— WHAT TO PRODUCE —
Copy out each line of the listing below that contains the word "crates".

— DATA EXTRACTS —
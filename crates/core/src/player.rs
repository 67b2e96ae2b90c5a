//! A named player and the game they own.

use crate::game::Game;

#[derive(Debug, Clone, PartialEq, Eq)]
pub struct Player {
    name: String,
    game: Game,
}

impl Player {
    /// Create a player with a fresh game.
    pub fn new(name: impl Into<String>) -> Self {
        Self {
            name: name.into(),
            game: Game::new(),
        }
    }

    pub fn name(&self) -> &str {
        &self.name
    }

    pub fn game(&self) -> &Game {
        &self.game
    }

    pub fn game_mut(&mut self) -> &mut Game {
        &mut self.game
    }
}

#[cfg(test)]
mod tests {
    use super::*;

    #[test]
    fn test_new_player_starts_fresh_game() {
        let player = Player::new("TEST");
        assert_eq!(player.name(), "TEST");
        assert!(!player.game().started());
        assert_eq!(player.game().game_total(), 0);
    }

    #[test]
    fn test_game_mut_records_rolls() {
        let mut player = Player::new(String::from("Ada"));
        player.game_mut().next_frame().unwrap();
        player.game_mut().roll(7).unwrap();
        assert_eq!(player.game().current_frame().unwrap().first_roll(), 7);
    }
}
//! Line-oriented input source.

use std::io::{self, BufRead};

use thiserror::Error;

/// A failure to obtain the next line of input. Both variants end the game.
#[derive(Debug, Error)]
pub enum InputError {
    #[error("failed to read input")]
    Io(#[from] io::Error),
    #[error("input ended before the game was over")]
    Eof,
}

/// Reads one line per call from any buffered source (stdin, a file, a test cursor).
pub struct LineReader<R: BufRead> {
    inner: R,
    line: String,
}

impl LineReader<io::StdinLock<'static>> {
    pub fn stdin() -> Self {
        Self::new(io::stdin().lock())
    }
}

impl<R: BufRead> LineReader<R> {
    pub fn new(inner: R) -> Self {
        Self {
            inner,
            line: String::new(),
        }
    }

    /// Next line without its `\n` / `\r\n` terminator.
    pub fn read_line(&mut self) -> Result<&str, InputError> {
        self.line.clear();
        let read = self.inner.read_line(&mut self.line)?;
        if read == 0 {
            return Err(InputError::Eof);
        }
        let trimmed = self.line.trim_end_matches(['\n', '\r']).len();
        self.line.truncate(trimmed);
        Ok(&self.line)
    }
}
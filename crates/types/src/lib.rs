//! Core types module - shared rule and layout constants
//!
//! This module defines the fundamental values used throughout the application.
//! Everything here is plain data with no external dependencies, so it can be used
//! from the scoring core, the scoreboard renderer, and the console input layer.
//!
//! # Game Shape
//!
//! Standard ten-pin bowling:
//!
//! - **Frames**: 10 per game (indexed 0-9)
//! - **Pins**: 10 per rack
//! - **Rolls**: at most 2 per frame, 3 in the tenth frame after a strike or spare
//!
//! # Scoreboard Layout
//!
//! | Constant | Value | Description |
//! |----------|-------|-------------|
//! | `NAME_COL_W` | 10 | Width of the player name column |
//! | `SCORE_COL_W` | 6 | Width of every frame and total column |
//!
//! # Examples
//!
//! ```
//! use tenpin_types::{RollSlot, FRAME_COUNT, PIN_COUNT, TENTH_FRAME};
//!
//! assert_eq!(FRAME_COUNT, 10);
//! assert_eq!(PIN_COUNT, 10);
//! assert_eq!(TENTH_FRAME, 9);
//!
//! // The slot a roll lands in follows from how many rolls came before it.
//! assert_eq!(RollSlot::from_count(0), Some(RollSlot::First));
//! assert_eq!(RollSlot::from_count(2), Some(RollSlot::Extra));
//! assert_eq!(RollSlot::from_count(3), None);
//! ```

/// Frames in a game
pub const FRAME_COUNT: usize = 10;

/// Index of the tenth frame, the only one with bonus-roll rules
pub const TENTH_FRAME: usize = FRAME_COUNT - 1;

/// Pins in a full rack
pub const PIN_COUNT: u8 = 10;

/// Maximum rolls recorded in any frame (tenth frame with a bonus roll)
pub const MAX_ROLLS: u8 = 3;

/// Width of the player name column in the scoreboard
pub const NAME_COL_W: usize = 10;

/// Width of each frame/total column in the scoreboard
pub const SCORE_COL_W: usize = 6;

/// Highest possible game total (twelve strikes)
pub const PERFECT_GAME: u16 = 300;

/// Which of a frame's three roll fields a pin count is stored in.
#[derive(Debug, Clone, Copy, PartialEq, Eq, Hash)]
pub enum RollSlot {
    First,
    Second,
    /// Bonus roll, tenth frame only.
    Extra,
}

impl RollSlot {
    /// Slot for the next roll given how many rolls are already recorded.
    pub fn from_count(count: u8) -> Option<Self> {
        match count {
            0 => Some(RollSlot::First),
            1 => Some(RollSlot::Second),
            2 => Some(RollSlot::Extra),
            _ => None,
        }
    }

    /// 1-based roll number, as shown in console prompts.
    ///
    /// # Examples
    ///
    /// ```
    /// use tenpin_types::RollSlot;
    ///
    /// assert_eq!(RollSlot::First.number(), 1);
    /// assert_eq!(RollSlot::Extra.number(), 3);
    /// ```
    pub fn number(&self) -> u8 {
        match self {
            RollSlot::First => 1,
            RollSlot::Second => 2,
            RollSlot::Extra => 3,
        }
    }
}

==

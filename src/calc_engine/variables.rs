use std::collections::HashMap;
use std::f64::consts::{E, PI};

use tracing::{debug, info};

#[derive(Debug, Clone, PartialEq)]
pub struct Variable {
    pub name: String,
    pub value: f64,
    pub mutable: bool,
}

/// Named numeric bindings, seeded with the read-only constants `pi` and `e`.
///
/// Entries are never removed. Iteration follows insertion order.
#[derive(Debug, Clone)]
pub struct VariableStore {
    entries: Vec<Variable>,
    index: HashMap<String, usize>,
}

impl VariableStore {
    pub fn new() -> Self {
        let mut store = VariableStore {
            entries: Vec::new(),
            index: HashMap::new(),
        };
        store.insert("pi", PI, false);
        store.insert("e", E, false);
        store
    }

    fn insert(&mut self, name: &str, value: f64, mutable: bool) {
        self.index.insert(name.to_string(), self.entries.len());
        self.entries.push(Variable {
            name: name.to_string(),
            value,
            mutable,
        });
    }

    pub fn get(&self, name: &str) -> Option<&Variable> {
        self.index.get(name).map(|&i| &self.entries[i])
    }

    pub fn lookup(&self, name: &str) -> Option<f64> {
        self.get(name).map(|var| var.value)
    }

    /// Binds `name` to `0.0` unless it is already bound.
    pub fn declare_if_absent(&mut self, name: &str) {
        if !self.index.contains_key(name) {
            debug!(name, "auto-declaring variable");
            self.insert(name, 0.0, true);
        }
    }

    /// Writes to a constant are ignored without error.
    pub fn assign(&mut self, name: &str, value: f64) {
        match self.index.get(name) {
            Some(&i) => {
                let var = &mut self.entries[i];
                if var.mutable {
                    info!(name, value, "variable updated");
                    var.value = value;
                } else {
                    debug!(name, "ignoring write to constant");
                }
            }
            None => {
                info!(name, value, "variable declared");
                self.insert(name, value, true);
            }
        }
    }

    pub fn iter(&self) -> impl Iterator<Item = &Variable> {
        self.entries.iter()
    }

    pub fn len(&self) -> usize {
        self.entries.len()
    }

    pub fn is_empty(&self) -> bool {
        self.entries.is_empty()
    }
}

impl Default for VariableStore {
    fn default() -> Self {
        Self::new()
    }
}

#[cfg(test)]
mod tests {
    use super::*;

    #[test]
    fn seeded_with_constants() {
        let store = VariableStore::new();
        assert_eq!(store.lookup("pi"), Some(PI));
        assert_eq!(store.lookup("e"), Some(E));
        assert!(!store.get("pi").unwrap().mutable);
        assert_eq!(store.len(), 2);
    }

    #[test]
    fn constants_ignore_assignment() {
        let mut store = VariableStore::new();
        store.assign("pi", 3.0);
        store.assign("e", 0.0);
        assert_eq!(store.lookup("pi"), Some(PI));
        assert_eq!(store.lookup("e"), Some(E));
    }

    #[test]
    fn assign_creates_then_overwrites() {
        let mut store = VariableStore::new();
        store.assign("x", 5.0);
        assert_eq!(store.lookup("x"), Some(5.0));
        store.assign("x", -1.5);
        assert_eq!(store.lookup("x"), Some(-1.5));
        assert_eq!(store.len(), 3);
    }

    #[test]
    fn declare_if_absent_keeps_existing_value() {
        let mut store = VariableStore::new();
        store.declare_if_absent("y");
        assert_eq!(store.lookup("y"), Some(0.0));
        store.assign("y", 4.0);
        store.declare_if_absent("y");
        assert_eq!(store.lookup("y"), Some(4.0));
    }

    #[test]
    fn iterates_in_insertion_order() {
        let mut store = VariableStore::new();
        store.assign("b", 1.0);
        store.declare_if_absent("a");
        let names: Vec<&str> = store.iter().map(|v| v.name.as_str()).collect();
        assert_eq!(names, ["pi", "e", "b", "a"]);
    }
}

— RESPONSE —
filename crates/core/src/player.rs
filename crates/types/src/lib.rs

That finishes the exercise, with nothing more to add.